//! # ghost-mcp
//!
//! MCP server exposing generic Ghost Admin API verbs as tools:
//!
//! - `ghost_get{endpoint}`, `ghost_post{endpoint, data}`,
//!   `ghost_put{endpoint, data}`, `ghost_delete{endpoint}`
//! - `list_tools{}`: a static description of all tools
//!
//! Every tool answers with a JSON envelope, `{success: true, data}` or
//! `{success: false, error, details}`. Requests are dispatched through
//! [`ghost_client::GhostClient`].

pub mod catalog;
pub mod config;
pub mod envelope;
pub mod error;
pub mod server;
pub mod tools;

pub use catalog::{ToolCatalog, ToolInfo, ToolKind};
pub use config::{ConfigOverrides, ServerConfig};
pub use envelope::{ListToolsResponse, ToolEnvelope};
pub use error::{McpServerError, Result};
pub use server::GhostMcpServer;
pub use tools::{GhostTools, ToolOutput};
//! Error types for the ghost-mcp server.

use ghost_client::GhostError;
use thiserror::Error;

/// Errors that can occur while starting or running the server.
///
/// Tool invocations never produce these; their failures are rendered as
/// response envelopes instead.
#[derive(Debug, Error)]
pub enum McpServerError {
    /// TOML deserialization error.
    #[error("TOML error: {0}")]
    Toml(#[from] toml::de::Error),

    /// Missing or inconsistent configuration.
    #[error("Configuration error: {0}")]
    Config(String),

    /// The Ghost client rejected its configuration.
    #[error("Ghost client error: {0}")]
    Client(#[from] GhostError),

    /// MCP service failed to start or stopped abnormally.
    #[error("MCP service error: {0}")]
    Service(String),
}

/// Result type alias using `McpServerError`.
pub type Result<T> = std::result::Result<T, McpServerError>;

────────────────────

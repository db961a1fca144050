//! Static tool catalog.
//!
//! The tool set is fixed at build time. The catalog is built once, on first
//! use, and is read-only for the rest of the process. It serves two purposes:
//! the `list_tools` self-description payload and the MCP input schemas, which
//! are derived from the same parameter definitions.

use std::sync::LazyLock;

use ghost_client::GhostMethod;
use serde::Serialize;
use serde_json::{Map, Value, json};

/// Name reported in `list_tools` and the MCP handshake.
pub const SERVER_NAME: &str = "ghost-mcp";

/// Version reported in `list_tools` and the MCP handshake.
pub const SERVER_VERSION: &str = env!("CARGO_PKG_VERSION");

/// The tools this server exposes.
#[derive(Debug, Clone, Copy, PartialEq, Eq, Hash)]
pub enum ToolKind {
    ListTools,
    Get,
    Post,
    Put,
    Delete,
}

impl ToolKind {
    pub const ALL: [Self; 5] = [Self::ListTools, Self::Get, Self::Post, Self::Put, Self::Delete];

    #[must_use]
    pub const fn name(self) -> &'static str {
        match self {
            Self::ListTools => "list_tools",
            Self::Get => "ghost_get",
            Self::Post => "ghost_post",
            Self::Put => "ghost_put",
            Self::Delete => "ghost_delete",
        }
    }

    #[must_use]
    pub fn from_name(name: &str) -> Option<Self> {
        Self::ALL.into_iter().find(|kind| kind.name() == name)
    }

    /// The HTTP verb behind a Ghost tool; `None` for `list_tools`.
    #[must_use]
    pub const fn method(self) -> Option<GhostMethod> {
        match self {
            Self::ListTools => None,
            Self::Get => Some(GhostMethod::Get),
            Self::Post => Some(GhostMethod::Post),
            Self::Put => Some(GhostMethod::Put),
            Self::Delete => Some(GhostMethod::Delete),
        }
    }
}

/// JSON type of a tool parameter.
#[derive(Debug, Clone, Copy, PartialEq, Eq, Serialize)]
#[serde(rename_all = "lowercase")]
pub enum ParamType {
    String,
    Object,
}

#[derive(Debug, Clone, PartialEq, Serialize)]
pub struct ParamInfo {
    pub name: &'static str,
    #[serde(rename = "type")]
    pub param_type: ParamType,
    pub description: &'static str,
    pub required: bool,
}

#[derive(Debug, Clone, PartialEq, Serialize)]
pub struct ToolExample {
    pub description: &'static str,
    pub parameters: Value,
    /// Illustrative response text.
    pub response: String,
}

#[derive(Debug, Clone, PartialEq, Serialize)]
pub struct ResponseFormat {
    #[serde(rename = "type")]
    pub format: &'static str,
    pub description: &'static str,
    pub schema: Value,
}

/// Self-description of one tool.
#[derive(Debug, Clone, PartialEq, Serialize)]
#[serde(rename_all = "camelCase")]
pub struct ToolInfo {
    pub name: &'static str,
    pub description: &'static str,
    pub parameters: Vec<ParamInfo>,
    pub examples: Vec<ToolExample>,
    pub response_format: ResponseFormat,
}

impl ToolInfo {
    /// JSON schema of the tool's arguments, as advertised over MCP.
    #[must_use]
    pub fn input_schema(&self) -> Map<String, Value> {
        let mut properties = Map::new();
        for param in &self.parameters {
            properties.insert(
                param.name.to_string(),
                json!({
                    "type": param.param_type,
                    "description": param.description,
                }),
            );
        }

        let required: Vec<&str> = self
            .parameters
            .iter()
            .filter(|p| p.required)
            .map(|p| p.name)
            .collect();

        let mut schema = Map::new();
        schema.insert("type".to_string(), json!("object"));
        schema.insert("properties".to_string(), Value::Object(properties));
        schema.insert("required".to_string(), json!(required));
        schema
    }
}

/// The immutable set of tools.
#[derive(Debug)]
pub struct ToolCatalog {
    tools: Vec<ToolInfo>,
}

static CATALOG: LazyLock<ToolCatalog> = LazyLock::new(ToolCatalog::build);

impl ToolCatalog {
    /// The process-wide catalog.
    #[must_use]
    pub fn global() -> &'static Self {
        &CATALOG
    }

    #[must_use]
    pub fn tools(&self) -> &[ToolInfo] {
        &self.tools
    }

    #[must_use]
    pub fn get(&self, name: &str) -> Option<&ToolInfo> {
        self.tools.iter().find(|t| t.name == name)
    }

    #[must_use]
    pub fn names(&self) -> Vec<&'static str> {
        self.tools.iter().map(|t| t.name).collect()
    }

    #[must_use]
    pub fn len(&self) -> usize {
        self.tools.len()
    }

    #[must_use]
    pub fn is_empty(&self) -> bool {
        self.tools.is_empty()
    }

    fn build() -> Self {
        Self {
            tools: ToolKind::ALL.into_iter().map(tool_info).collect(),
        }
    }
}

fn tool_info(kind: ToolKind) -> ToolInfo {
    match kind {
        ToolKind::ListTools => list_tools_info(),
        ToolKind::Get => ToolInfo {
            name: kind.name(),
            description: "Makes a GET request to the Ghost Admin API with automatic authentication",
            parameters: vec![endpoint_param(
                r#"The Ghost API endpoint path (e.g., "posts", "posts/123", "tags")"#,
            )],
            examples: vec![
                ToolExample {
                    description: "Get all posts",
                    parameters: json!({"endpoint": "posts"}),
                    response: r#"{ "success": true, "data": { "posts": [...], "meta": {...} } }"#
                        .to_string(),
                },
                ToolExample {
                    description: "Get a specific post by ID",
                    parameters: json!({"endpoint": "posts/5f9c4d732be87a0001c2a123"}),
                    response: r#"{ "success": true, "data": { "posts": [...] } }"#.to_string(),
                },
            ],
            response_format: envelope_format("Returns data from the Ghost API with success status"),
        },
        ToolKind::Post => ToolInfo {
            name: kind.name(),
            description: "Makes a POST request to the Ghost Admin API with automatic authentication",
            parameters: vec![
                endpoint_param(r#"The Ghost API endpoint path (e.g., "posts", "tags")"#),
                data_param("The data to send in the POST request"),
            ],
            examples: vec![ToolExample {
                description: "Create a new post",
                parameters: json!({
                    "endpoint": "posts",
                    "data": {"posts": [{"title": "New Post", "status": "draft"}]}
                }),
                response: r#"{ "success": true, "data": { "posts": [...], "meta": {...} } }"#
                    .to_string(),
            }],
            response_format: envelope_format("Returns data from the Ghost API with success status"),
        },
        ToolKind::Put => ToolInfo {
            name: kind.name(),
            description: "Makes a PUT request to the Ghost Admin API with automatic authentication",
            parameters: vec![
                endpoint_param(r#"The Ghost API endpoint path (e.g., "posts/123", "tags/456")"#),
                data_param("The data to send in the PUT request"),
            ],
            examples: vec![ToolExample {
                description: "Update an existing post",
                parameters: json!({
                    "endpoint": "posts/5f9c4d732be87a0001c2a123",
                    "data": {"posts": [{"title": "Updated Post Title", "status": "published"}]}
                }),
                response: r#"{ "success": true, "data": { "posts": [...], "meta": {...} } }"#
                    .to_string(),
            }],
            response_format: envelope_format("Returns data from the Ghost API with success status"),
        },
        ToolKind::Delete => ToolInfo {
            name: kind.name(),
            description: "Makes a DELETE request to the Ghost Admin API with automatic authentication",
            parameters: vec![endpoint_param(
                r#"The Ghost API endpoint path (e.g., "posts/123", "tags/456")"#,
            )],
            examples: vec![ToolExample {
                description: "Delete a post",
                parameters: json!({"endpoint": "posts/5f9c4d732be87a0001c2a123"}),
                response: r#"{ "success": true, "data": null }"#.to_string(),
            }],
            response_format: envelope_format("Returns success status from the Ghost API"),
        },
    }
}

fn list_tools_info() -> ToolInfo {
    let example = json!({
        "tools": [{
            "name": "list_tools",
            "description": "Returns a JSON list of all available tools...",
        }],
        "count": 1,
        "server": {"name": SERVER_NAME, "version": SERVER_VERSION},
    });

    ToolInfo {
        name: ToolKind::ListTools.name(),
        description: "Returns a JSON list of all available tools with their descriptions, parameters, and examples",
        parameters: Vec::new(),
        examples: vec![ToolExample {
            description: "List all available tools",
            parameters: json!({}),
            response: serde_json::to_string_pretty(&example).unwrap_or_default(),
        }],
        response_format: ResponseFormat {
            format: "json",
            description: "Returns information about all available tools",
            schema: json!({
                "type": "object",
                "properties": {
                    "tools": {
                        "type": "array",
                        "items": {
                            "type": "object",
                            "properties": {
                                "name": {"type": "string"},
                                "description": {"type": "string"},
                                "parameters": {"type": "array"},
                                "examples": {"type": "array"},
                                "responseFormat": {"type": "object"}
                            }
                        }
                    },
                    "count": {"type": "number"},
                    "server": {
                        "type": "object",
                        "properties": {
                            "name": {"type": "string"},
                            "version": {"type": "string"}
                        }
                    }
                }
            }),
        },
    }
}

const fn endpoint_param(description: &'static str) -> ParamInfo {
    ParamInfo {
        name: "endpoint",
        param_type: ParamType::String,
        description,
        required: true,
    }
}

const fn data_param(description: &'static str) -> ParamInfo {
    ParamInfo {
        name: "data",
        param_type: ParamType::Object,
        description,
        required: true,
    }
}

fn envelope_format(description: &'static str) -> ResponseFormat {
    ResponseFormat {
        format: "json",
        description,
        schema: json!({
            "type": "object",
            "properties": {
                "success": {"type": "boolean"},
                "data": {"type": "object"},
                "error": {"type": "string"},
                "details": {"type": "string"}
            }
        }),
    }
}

────────────────────

Would you retype the lines above from the one with "pub mod envelope;" down to the one with "pub use server::GhostMcpServer;", word for word, both ends included and no other lines?

pub mod envelope;
pub mod error;
pub mod server;
pub mod tools;

pub use catalog::{ToolCatalog, ToolInfo, ToolKind};
pub use config::{ConfigOverrides, ServerConfig};
pub use envelope::{ListToolsResponse, ToolEnvelope};
pub use error::{McpServerError, Result};
pub use server::GhostMcpServer;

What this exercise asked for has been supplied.